A Recursive Prediction Error Identification Algorithm for General Critera

General Criteria

Now let’s consider the general criterion,

\[\mathbb{E}_{z^t}l(t, \theta, \varepsilon(t,\theta))\]

The recursive minimization of this criterion is entirely analogous to the quadratic criterion.

\[\left[ \frac{d}{d\theta}l (t,\theta,\varepsilon(t,\theta))\right]^T = l_\theta^T(t,\theta,\varepsilon(t,\theta))-\psi^T(t,\theta)l_\varepsilon^T(t,\theta,\varepsilon(t,\theta)),\]

where

\[\varepsilon(t,\theta) = y(t)-\hat{y}(t,\theta)\\ \frac{d}{d\theta}\varepsilon(t,\theta)=\frac{d}{d\theta}[y(t)-\hat{y}(t\vert \theta)=-\psi^T(t,\theta).\]

\(l_\theta\) and \(l_\varepsilon\) denotes the partial derivatives with respect to \(\theta\) and \(\varepsilon\).
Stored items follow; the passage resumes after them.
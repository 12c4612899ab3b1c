//! Stay validation and totals — pure functions, no I/O.
//!
//! Everything downstream of [`validate_stay`] works with typed values; raw
//! form strings stop here.

use chrono::NaiveDate;
use rust_decimal::Decimal;

use crate::limits::{MAX_ADVANCE_DAYS, MAX_STAY_NIGHTS};
use crate::model::{DATE_FMT, StayRange, parse_stay_date};
use crate::stage::StagedStay;

/// A validated stay proposal, ready to be staged.
#[derive(Debug, Clone, Copy, PartialEq, Eq)]
pub struct StayRequest {
    pub range: StayRange,
    pub guests: u32,
    pub nights: i64,
}

/// Malformed or out-of-range stay input. Always recoverable: the guest
/// corrects the form and resubmits; nothing is staged on failure.
#[derive(Debug, Clone, PartialEq, Eq)]
pub enum ValidationError {
    InvalidDates,
    DateInPast,
    TooFarAhead { days: i64 },
    CheckOutNotAfterCheckIn,
    StayTooLong { max: i64 },
    GuestsNotANumber,
    GuestsOutOfRange { max: u32 },
}

impl std::fmt::Display for ValidationError {
    fn fmt(&self, f: &mut std::fmt::Formatter<'_>) -> std::fmt::Result {
        match self {
            ValidationError::InvalidDates => {
                write!(f, "please provide valid check-in and check-out dates")
            }
            ValidationError::DateInPast => {
                write!(f, "check-in and check-out cannot be in the past")
            }
            ValidationError::TooFarAhead { days } => {
                write!(f, "check-in cannot be more than {days} days ahead")
            }
            ValidationError::CheckOutNotAfterCheckIn => {
                write!(f, "check-out must be after check-in")
            }
            ValidationError::StayTooLong { max } => {
                write!(f, "stays are limited to {max} nights")
            }
            ValidationError::GuestsNotANumber => {
                write!(f, "guests must be a whole number")
            }
            ValidationError::GuestsOutOfRange { max } => {
                write!(f, "guests must be between 1 and {max}")
            }
        }
    }
}

impl std::error::Error for ValidationError {}

/// Parse and validate raw stay inputs against a room's occupancy limit and
/// the current date. Deterministic: `today` is an argument, not a clock read.
pub fn validate_stay(
    check_in_raw: &str,
    check_out_raw: &str,
    guests_raw: &str,
    max_occupancy: u32,
    today: NaiveDate,
) -> Result<StayRequest, ValidationError> {
    let check_in = parse_stay_date(check_in_raw).ok_or(ValidationError::InvalidDates)?;
    let check_out = parse_stay_date(check_out_raw).ok_or(ValidationError::InvalidDates)?;

    if check_in < today || check_out < today {
        return Err(ValidationError::DateInPast);
    }
    if (check_in - today).num_days() > MAX_ADVANCE_DAYS
        || (check_out - today).num_days() > MAX_ADVANCE_DAYS
    {
        return Err(ValidationError::TooFarAhead {
            days: MAX_ADVANCE_DAYS,
        });
    }
    if check_in >= check_out {
        return Err(ValidationError::CheckOutNotAfterCheckIn);
    }
    let range = StayRange::new(check_in, check_out);
    // Everything accepted here must also pass the engine's own range checks
    // at confirm, or a staged stay would die at the last step.
    if range.nights() > MAX_STAY_NIGHTS {
        return Err(ValidationError::StayTooLong {
            max: MAX_STAY_NIGHTS,
        });
    }

    let guests: u32 = guests_raw
        .trim()
        .parse()
        .map_err(|_| ValidationError::GuestsNotANumber)?;
    if guests < 1 || guests > max_occupancy {
        return Err(ValidationError::GuestsOutOfRange { max: max_occupancy });
    }

    Ok(StayRequest {
        range,
        guests,
        nights: range.nights(),
    })
}

// ── Totals ───────────────────────────────────────────────────────

#[derive(Debug, Clone, Copy, PartialEq, Eq)]
pub struct Totals {
    pub nights: i64,
    pub subtotal: Decimal,
}

/// Staged data no longer parses — the stage must be cleared and the flow
/// restarted from room selection.
#[derive(Debug, Clone, Copy, PartialEq, Eq)]
pub struct CorruptStagedStay;

impl std::fmt::Display for CorruptStagedStay {
    fn fmt(&self, f: &mut std::fmt::Formatter<'_>) -> std::fmt::Result {
        write!(f, "staged reservation data is corrupt")
    }
}

impl std::error::Error for CorruptStagedStay {}

/// Re-derive nights and subtotal from staged data and the rate snapshot.
/// Runs on every summary render; client-visible totals are never trusted or
/// stored. Idempotent: same staged stay, same answer.
pub fn compute_totals(staged: &StagedStay) -> Result<Totals, CorruptStagedStay> {
    let range = staged.range().ok_or(CorruptStagedStay)?;
    let nights = range.nights();
    debug_assert!(nights > 0);
    Ok(Totals {
        nights,
        subtotal: staged.nightly_rate * Decimal::from(nights),
    })
}

/// Today per the system clock, the reference point for "date in the past".
pub fn date_today() -> NaiveDate {
    chrono::Utc::now().date_naive()
}

/// Format a date in the fixed calendar wire format.
pub fn format_stay_date(date: NaiveDate) -> String {
    date.format(DATE_FMT).to_string()
}
mod availability;
mod error;
mod mutations;
mod queries;

pub use availability::{is_available, merge_ranges, open_ranges, subtract_ranges};
pub use error::EngineError;
pub use queries::ReservationQuery;

use std::io;
use std::path::PathBuf;
use std::sync::Arc;

use dashmap::DashMap;
use tokio::sync::{RwLock, mpsc, oneshot};

use crate::audit::AuditLog;
use crate::model::*;
use crate::wal::Wal;

pub type SharedRoomState = Arc<RwLock<RoomState>>;

// ── Group-commit WAL channel ─────────────────────────────

pub(super) struct WalAppend {
    event: Event,
    response: oneshot::Sender<io::Result<()>>,
}

/// Background task that owns the WAL and batches appends for group commit.
/// 1. Block until the first append arrives.
/// 2. Buffer it (no fsync).
/// 3. Drain all immediately available appends (the batch window).
/// 4. Single flush_sync for the whole batch.
/// 5. Answer each sender with its own event's outcome.
///
/// A sender must be told Ok exactly when its event will be seen by replay.
/// A failed append can leave partial bytes in the file and a failed fsync
/// leaves the durable tail unknown, so on any write failure the writer
/// answers what it knows and stops: pending and future appends all fail,
/// and nothing is ever appended after a possibly corrupt tail.
async fn wal_writer_loop(mut wal: Wal, mut rx: mpsc::Receiver<WalAppend>) {
    while let Some(first) = rx.recv().await {
        let mut batch = vec![first];

        // Drain all immediately available appends
        while let Ok(next) = rx.try_recv() {
            batch.push(next);
        }

        metrics::histogram!(crate::observability::WAL_FLUSH_BATCH_SIZE)
            .record(batch.len() as f64);
        let flush_start = std::time::Instant::now();

        // Buffer until the first append failure; events past it are never
        // written. The file then holds a prefix of the batch plus at most
        // one partial entry, which replay discards.
        let mut failed_from = batch.len();
        let mut append_err: Option<io::Error> = None;
        for (i, WalAppend { event, .. }) in batch.iter().enumerate() {
            if let Err(e) = wal.append_buffered(event) {
                failed_from = i;
                append_err = Some(e);
                break;
            }
        }
        let flush_err = wal.flush_sync().err();

        metrics::histogram!(crate::observability::WAL_FLUSH_DURATION_SECONDS)
            .record(flush_start.elapsed().as_secs_f64());

        for (i, WalAppend { response, .. }) in batch.into_iter().enumerate() {
            let result = if let Some(e) = &flush_err {
                // Nothing in this batch is known durable
                Err(io::Error::new(e.kind(), e.to_string()))
            } else if i < failed_from {
                // Appended before the failure point and fsynced
                Ok(())
            } else {
                match &append_err {
                    Some(e) => Err(io::Error::new(e.kind(), e.to_string())),
                    None => Ok(()),
                }
            };
            let _ = response.send(result);
        }

        if let Some(e) = append_err.as_ref().or(flush_err.as_ref()) {
            tracing::error!("WAL writer stopping after write failure: {e}");
            return;
        }
    }
}

/// The booking engine: every room's state behind its own lock, plus the WAL
/// writer and the best-effort audit channel.
///
/// The no-double-booking invariant is enforced here: a confirm holds the
/// room's write lock across the availability re-check, the WAL append, and
/// the in-memory insert, so concurrent confirms on one room serialize and
/// exactly one of any overlapping pair can commit.
pub struct Engine {
    pub(super) rooms: DashMap<RoomId, SharedRoomState>,
    pub(super) wal_tx: mpsc::Sender<WalAppend>,
    pub(super) audit: Arc<AuditLog>,
    /// Reverse lookup: reservation id → room id.
    pub(super) reservation_rooms: DashMap<ReservationId, RoomId>,
}

/// Apply an event directly to a RoomState (no locking — caller holds the lock).
fn apply_to_room(rs: &mut RoomState, event: &Event, index: &DashMap<ReservationId, RoomId>) {
    match event {
        Event::ReservationConfirmed {
            id,
            room_id,
            customer_id,
            range,
            guests,
            created_at,
        } => {
            rs.insert_reservation(Reservation {
                id: *id,
                customer_id: *customer_id,
                room_id: *room_id,
                range: *range,
                guests: *guests,
                status: ReservationStatus::Confirmed,
                created_at: *created_at,
            });
            index.insert(*id, *room_id);
        }
        Event::ReservationCancelled { id, .. } => {
            if let Some(reservation) = rs.find_reservation_mut(*id) {
                reservation.status = ReservationStatus::Cancelled;
            }
        }
        // RoomAdded is handled at the DashMap level, not here
        Event::RoomAdded { .. } => {}
    }
}

impl Engine {
    pub fn new(wal_path: PathBuf, audit: Arc<AuditLog>) -> io::Result<Self> {
        let events = Wal::replay(&wal_path)?;
        let wal = Wal::open(&wal_path)?;
        let (wal_tx, wal_rx) = mpsc::channel(4096);
        tokio::spawn(wal_writer_loop(wal, wal_rx));

        let engine = Self {
            rooms: DashMap::new(),
            wal_tx,
            audit,
            reservation_rooms: DashMap::new(),
        };

        // Replay events — we're the sole owner of these Arcs, so try_write
        // always succeeds instantly (no contention). Never use blocking_write
        // here because this may run inside an async context.
        for event in &events {
            match event {
                Event::RoomAdded { room, room_type } => {
                    let rs = RoomState::new(room.clone(), room_type.clone());
                    engine.rooms.insert(room.id, Arc::new(RwLock::new(rs)));
                }
                other => {
                    let room_id = match other {
                        Event::ReservationConfirmed { room_id, .. }
                        | Event::ReservationCancelled { room_id, .. } => *room_id,
                        Event::RoomAdded { .. } => unreachable!(),
                    };
                    if let Some(entry) = engine.rooms.get(&room_id) {
                        let rs_arc = entry.value().clone();
                        let mut guard = rs_arc.try_write().expect("replay: uncontended write");
                        apply_to_room(&mut guard, other, &engine.reservation_rooms);
                    }
                }
            }
        }

        Ok(engine)
    }

    /// Write event to WAL via the background group-commit writer.
    pub(super) async fn wal_append(&self, event: &Event) -> Result<(), EngineError> {
        let (tx, rx) = oneshot::channel();
        self.wal_tx
            .send(WalAppend {
                event: event.clone(),
                response: tx,
            })
            .await
            .map_err(|_| EngineError::WalError("WAL writer shut down".into()))?;
        rx.await
            .map_err(|_| EngineError::WalError("WAL writer dropped response".into()))?
            .map_err(|e| EngineError::WalError(e.to_string()))
    }

    pub fn get_room(&self, id: RoomId) -> Option<SharedRoomState> {
        self.rooms.get(&id).map(|e| e.value().clone())
    }

    pub fn room_for_reservation(&self, id: ReservationId) -> Option<RoomId> {
        self.reservation_rooms.get(&id).map(|e| *e.value())
    }

    /// WAL-append + apply in one call. The caller holds the room's write
    /// lock, so the durable write and the in-memory insert are one atomic
    /// step as seen by any other confirm on the same room.
    pub(super) async fn persist_and_apply(
        &self,
        rs: &mut RoomState,
        event: &Event,
    ) -> Result<(), EngineError> {
        self.wal_append(event).await?;
        apply_to_room(rs, event, &self.reservation_rooms);
        Ok(())
    }
}
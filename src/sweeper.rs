use std::sync::Arc;
use std::time::Duration;

use tracing::info;

use crate::model::now_ms;
use crate::observability;
use crate::stage::StageStore;

/// Background task that periodically drops staged stays that sat idle past
/// their lifetime.
pub async fn run_stage_sweeper(store: Arc<StageStore>) {
    let mut interval = tokio::time::interval(Duration::from_secs(60));
    loop {
        interval.tick().await;
        let expired = store.collect_expired(now_ms());
        for session in expired {
            // The session may have restaged or confirmed since collection
            if store.clear(&session) {
                metrics::counter!(observability::STAGES_EXPIRED_TOTAL).increment(1);
                info!("swept expired stage for session {session}");
            }
        }
    }
}
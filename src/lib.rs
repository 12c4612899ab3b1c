//! innkeep — hotel reservation staging and availability engine.
//!
//! Rooms live in memory behind per-room locks, durably backed by an
//! append-only WAL. The guest-facing flow (validate, stage per session,
//! recompute totals, confirm) sits in [`service`]; the no-double-booking
//! guarantee is enforced in [`engine`].

pub mod audit;
pub mod booking;
pub mod config;
pub mod engine;
mod limits;
pub mod model;
pub mod observability;
pub mod service;
pub mod stage;
pub mod sweeper;
pub mod wal;
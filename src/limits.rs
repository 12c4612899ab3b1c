//! Hard caps that keep a single misbehaving caller from exhausting memory
//! or producing nonsense rows. All are generous for a real lodge.

use crate::model::Ms;

/// Longest bookable stay in nights.
pub const MAX_STAY_NIGHTS: i64 = 90;

/// Furthest ahead a check-in may be staged, in days.
pub const MAX_ADVANCE_DAYS: i64 = 730;

/// Rooms per engine.
pub const MAX_ROOMS: usize = 10_000;

/// Room numbers, type names, bed configurations.
pub const MAX_NAME_LEN: usize = 120;

/// Room descriptions.
pub const MAX_DESCRIPTION_LEN: usize = 4_000;

/// Session identifiers accepted by the stage store.
pub const MAX_SESSION_ID_LEN: usize = 256;

/// Default idle lifetime of a staged stay before the sweeper clears it.
pub const DEFAULT_STAGE_TTL_MS: Ms = 30 * 60 * 1000;
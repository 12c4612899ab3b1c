use chrono::{Days, NaiveDate};
use rust_decimal::Decimal;
use ulid::Ulid;

use innkeep::config::Config;
use innkeep::model::{Room, RoomId, RoomType, StayRange};
use innkeep::service::{BookingService, ConfirmError, StageError, StayForm, SummaryError};

// ── Test infrastructure ──────────────────────────────────────

fn test_config() -> Config {
    let dir = std::env::temp_dir().join(format!("innkeep_int_test_{}", Ulid::new()));
    std::fs::create_dir_all(&dir).unwrap();
    Config {
        data_dir: dir,
        ..Config::default()
    }
}

async fn start_service(config: &Config) -> BookingService {
    BookingService::open(config).unwrap()
}

async fn add_room(service: &BookingService, id: RoomId, number: &str) {
    service
        .engine()
        .add_room(
            Room {
                id,
                room_number: number.into(),
                accessible: false,
                description: "Garden view".into(),
                image_ref: String::new(),
            },
            RoomType {
                name: "Queen".into(),
                nightly_rate: Decimal::new(15000, 2),
                max_occupancy: 4,
                bed_configuration: "1 Queen".into(),
            },
        )
        .await
        .unwrap();
}

/// Date `n` days from today, in form format. Tests use future dates so the
/// past-date validation never trips.
fn day(n: u64) -> String {
    let date = chrono::Utc::now()
        .date_naive()
        .checked_add_days(Days::new(n))
        .unwrap();
    date.format("%Y-%m-%d").to_string()
}

fn form(check_in: u64, check_out: u64, guests: &str) -> StayForm {
    StayForm {
        check_in: day(check_in),
        check_out: day(check_out),
        guests: guests.into(),
    }
}

// ── The happy path, auth detour included ─────────────────────

#[tokio::test]
async fn full_flow_with_auth_detour() {
    let config = test_config();
    let service = start_service(&config).await;
    add_room(&service, 7, "107").await;

    let staged = service.stage("s1", 7, &form(10, 13, "2")).await.unwrap();
    assert_eq!(staged.nights, 3);
    assert_eq!(staged.subtotal, Decimal::new(45000, 2));

    // Not signed in: the summary demands auth but keeps the stage
    assert_eq!(service.summary("s1", None).await, Err(SummaryError::AuthRequired));

    // Signed in: totals are recomputed server-side
    let summary = service.summary("s1", Some(42)).await.unwrap();
    assert_eq!(summary.room_number, "107");
    assert_eq!(summary.nights, 3);
    assert_eq!(summary.nightly_rate, Decimal::new(15000, 2));
    assert_eq!(summary.subtotal, Decimal::new(45000, 2)); // 150.00 × 3
    assert_eq!(summary.check_in, day(10));
    assert_eq!(summary.guests, 2);

    let id = service.confirm("s1", 42).await.unwrap();

    // The stage is gone, the reservation is real
    assert_eq!(service.summary("s1", Some(42)).await, Err(SummaryError::NothingStaged));
    assert_eq!(service.confirm("s1", 42).await, Err(ConfirmError::NothingStaged));
    let info = service.engine().find_reservation(id).await.unwrap();
    assert_eq!(info.customer_id, 42);
    assert_eq!(info.room_number, "107");
}

// ── Staging ──────────────────────────────────────────────────

#[tokio::test]
async fn stage_rejects_bad_input() {
    let config = test_config();
    let service = start_service(&config).await;
    add_room(&service, 7, "107").await;

    let result = service.stage("s1", 99, &form(10, 13, "2")).await;
    assert_eq!(result, Err(StageError::RoomNotFound(99)));

    let past = StayForm {
        check_in: "2020-01-10".into(),
        check_out: "2020-01-13".into(),
        guests: "2".into(),
    };
    assert!(matches!(
        service.stage("s1", 7, &past).await,
        Err(StageError::Validation(_))
    ));

    assert!(matches!(
        service.stage("s1", 7, &form(10, 13, "nine")).await,
        Err(StageError::Validation(_))
    ));
    assert!(matches!(
        service.stage("s1", 7, &form(13, 10, "2")).await,
        Err(StageError::Validation(_))
    ));
    assert!(matches!(
        service.stage("s1", 7, &form(10, 13, "5")).await,
        Err(StageError::Validation(_))
    ));

    // Nothing was staged by any of the failures
    assert_eq!(service.summary("s1", Some(42)).await, Err(SummaryError::NothingStaged));
}

#[tokio::test]
async fn overlong_stay_fails_at_staging_not_confirm() {
    let config = test_config();
    let service = start_service(&config).await;
    add_room(&service, 7, "107").await;

    // A 100-night stay must be turned away by validation, never staged and
    // then killed at confirm as corrupt
    let result = service.stage("s1", 7, &form(10, 110, "2")).await;
    assert!(matches!(result, Err(StageError::Validation(_))));
    assert_eq!(service.summary("s1", Some(42)).await, Err(SummaryError::NothingStaged));

    // A stay at the cap goes all the way through
    service.stage("s1", 7, &form(10, 100, "2")).await.unwrap();
    service.confirm("s1", 42).await.unwrap();
}

#[tokio::test]
async fn restage_replaces_previous_stay() {
    let config = test_config();
    let service = start_service(&config).await;
    add_room(&service, 7, "107").await;
    add_room(&service, 8, "108").await;

    service.stage("s1", 7, &form(10, 13, "2")).await.unwrap();
    service.stage("s1", 8, &form(20, 22, "3")).await.unwrap();

    let summary = service.summary("s1", Some(42)).await.unwrap();
    assert_eq!(summary.room_number, "108");
    assert_eq!(summary.nights, 2);
    assert_eq!(summary.guests, 3);
}

#[tokio::test]
async fn cancel_drops_the_stage() {
    let config = test_config();
    let service = start_service(&config).await;
    add_room(&service, 7, "107").await;

    service.stage("s1", 7, &form(10, 13, "2")).await.unwrap();
    assert!(service.cancel("s1"));
    assert!(!service.cancel("s1"));
    assert_eq!(service.summary("s1", Some(42)).await, Err(SummaryError::NothingStaged));
}

// ── Confirm ──────────────────────────────────────────────────

#[tokio::test]
async fn lost_race_keeps_stage_for_retry() {
    let config = test_config();
    let service = start_service(&config).await;
    add_room(&service, 7, "107").await;

    service.stage("s1", 7, &form(10, 13, "2")).await.unwrap();
    service.stage("s2", 7, &form(12, 14, "2")).await.unwrap();

    service.confirm("s1", 42).await.unwrap();
    assert_eq!(service.confirm("s2", 43).await, Err(ConfirmError::Unavailable));

    // The loser's stage survives so they can pick new dates
    assert!(service.summary("s2", Some(43)).await.is_ok());
    service.stage("s2", 7, &form(13, 15, "2")).await.unwrap();
    service.confirm("s2", 43).await.unwrap();
}

#[tokio::test]
async fn sessions_do_not_share_stages() {
    let config = test_config();
    let service = start_service(&config).await;
    add_room(&service, 7, "107").await;
    add_room(&service, 8, "108").await;

    service.stage("s1", 7, &form(10, 13, "2")).await.unwrap();
    service.stage("s2", 8, &form(10, 13, "1")).await.unwrap();

    assert_eq!(service.summary("s1", Some(1)).await.unwrap().room_number, "107");
    assert_eq!(service.summary("s2", Some(2)).await.unwrap().room_number, "108");

    service.cancel("s1");
    assert!(service.summary("s2", Some(2)).await.is_ok());
}

#[tokio::test]
async fn concurrent_confirms_commit_exactly_one() {
    let config = test_config();
    let service = start_service(&config).await;
    add_room(&service, 7, "107").await;

    service.stage("s1", 7, &form(10, 13, "2")).await.unwrap();
    service.stage("s2", 7, &form(11, 14, "2")).await.unwrap();

    let (a, b) = tokio::join!(service.confirm("s1", 42), service.confirm("s2", 43));
    assert_eq!(
        a.is_ok() as u32 + b.is_ok() as u32,
        1,
        "exactly one overlapping confirm may win: {a:?} / {b:?}"
    );
    let loser = if a.is_err() { a } else { b };
    assert_eq!(loser, Err(ConfirmError::Unavailable));
}

// ── Durability ───────────────────────────────────────────────

#[tokio::test]
async fn reservations_survive_restart() {
    let config = test_config();
    let check_in: NaiveDate = day(10).parse().unwrap();
    let check_out: NaiveDate = day(13).parse().unwrap();

    let id = {
        let service = start_service(&config).await;
        add_room(&service, 7, "107").await;
        service.stage("s1", 7, &form(10, 13, "2")).await.unwrap();
        service.confirm("s1", 42).await.unwrap()
    };

    let service = start_service(&config).await;
    let info = service.engine().find_reservation(id).await.unwrap();
    assert_eq!(info.customer_id, 42);
    assert_eq!(info.range, StayRange::new(check_in, check_out));

    // Staged state was per-process scratch; only the reservation came back
    assert_eq!(service.summary("s1", Some(42)).await, Err(SummaryError::NothingStaged));

    // And the replayed reservation still blocks its dates
    service.stage("s2", 7, &form(11, 14, "2")).await.unwrap();
    assert_eq!(service.confirm("s2", 43).await, Err(ConfirmError::Unavailable));
}
use crate::model::*;

use super::availability::{is_available, open_ranges};
use super::{Engine, EngineError};

/// Reservation lookup filter. The lookup page resolves a raw query string to
/// one of these before calling in: a parseable ULID means an id lookup,
/// anything else falls back to the signed-in customer.
#[derive(Debug, Clone, Copy, PartialEq, Eq)]
pub enum ReservationQuery {
    ById(ReservationId),
    ByCustomer(CustomerId),
}

fn clamp_paging(page: usize, per_page: usize) -> (usize, usize) {
    (page.max(1), per_page.max(1))
}

fn total_pages(total: usize, per_page: usize) -> usize {
    total.div_ceil(per_page).max(1)
}

impl Engine {
    /// Pure read of the availability test. Reflects the state of confirmed
    /// reservations at the instant of the check — a confirm must re-check
    /// under the room's write lock, never rely on this answer.
    pub async fn is_room_available(
        &self,
        room_id: RoomId,
        range: &StayRange,
    ) -> Result<bool, EngineError> {
        let rs = self
            .get_room(room_id)
            .ok_or(EngineError::RoomNotFound(room_id))?;
        let guard = rs.read().await;
        Ok(is_available(&guard, range))
    }

    /// Free date ranges for a room within a window.
    pub async fn compute_open_ranges(
        &self,
        room_id: RoomId,
        window: &StayRange,
    ) -> Result<Vec<StayRange>, EngineError> {
        let rs = self
            .get_room(room_id)
            .ok_or(EngineError::RoomNotFound(room_id))?;
        let guard = rs.read().await;
        Ok(open_ranges(&guard, window))
    }

    pub async fn room_info(&self, room_id: RoomId) -> Option<RoomInfo> {
        let rs = self.get_room(room_id)?;
        let guard = rs.read().await;
        Some(RoomInfo::from_state(&guard))
    }

    /// Room listing ordered by room number, paginated. Page and per_page are
    /// clamped to at least 1; total_pages is at least 1 even when empty.
    pub async fn list_rooms(&self, page: usize, per_page: usize) -> (Vec<RoomInfo>, usize) {
        let (page, per_page) = clamp_paging(page, per_page);

        // Snapshot the Arcs first: awaiting a room lock while iterating the
        // map would hold its shard lock across the await.
        let states: Vec<_> = self.rooms.iter().map(|e| e.value().clone()).collect();
        let mut rooms = Vec::with_capacity(states.len());
        for rs in states {
            let guard = rs.read().await;
            rooms.push(RoomInfo::from_state(&guard));
        }
        rooms.sort_by(|a, b| a.room_number.cmp(&b.room_number));

        let pages = total_pages(rooms.len(), per_page);
        let offset = (page - 1) * per_page;
        let rows = rooms.into_iter().skip(offset).take(per_page).collect();
        (rows, pages)
    }

    pub async fn find_reservation(&self, id: ReservationId) -> Option<ReservationInfo> {
        let room_id = self.room_for_reservation(id)?;
        let rs = self.get_room(room_id)?;
        let guard = rs.read().await;
        guard
            .find_reservation(id)
            .map(|r| reservation_info(&guard, r))
    }

    /// Reservation lookup, newest first, paginated like the room listing.
    /// Returns `(rows, total, total_pages)`.
    pub async fn list_reservations(
        &self,
        query: ReservationQuery,
        page: usize,
        per_page: usize,
    ) -> (Vec<ReservationInfo>, usize, usize) {
        let (page, per_page) = clamp_paging(page, per_page);

        let mut rows: Vec<ReservationInfo> = Vec::new();
        match query {
            ReservationQuery::ById(id) => {
                if let Some(info) = self.find_reservation(id).await {
                    rows.push(info);
                }
            }
            ReservationQuery::ByCustomer(customer_id) => {
                let states: Vec<_> = self.rooms.iter().map(|e| e.value().clone()).collect();
                for rs in states {
                    let guard = rs.read().await;
                    for r in &guard.reservations {
                        if r.customer_id == customer_id {
                            rows.push(reservation_info(&guard, r));
                        }
                    }
                }
            }
        }
        rows.sort_by(|a, b| b.created_at.cmp(&a.created_at));

        let total = rows.len();
        let pages = total_pages(total, per_page);
        let offset = (page - 1) * per_page;
        let rows = rows.into_iter().skip(offset).take(per_page).collect();
        (rows, total, pages)
    }
}

fn reservation_info(rs: &RoomState, r: &Reservation) -> ReservationInfo {
    ReservationInfo {
        id: r.id,
        customer_id: r.customer_id,
        room_id: r.room_id,
        room_number: rs.room.room_number.clone(),
        type_name: rs.room_type.name.clone(),
        bed_configuration: rs.room_type.bed_configuration.clone(),
        range: r.range,
        guests: r.guests,
        status: r.status,
        created_at: r.created_at,
    }
}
The approach of Part II now leads to the algorithm

\[\begin{align} \hat{\theta}(t)=\hat{\theta}(t-1) + \alpha(t) R^{-1}(t) \left [-l_\theta^T(t,\hat{\theta}(t-1),\varepsilon(t))+\psi^T(t,\theta)l_\varepsilon^T(t,\hat{\theta}(t-1),\varepsilon(t)) \right ] \label{eq:general_stochastic_newton_theta} \end{align}\]

If \(l\) only depends on \(\varepsilon\) then \(l_\theta=0\) and

\[\hat{\theta}(t)=\hat{\theta}(t-1) + \alpha(t) R^{-1}(t) \psi^T(\theta)l_\varepsilon^T(\varepsilon(t))\]

the only difference from qudratic criterion is \(\hat{\Lambda}(t)\varepsilon(t)\) is replaced by \(l_\varepsilon^T(\varepsilon(t))\).

General Search Direction

In \(\eqref{eq:general_stochastic_newton_theta}\) \(R(t)\) is the approximation of Hession of \(V(\theta) = \mathbb{E} l (t,\theta,\varepsilon)\). Then we can get

\[\begin{align} R(t)=R(t-1)+\alpha(t) \left[ l_{\theta\theta}(t,\hat{\theta}(t-1),\varepsilon(t))+ \psi(t)l_{\varepsilon\varepsilon}(t,\hat{\theta}(t-1),\varepsilon(t))\psi^T(t) -R(t-1) \right ] \label{eq:general_Rt_update} \end{align}\]

where \(l_{\theta\theta}\) and \(l_{\varepsilon\varepsilon}\) are the second derivatives w.r.t \(\theta\) and \(\varepsilon\). This gives a Newton-type updating direction which is known to be efficient in nonlinear programming problems. Of course any other updateing direction forms a sharp angle with the gradient will move \(\hat{\theta}\) downhill on average. This means \(R(t)\) can be any positive deifnite matrix and still ensure the criterion is minimized. Then we can replace \(\eqref{eq:general_Rt_update}\) with

\[R(t)=R(t-1)+\alpha(t)H\left( R(t-1),\hat{\theta}(t-1),\varepsilon(t),\psi(t) \right),\]

where \(H\) is a function such that the positive definiteness of \(R(t)\) is guaranteed.

Stochastic Gradient Algorithms

A common choice of \(R(t)\) is a multiple of the identity matirx, which makes the updating direction coincide with the negative gradient of the criterion and written as

\[\begin{align} R(t)&=r(t)I,\\ r(t)&=r(t-1) + \alpha(t)\{ \text{tr}[l_{\theta\theta}(t,\hat{\theta}(t-1),\varepsilon(t))+ \psi(t)l_{\varepsilon\varepsilon}(t,\hat{\theta}(t-1),\varepsilon(t))\psi^T(t)] -r(t-1). \} \end{align}\]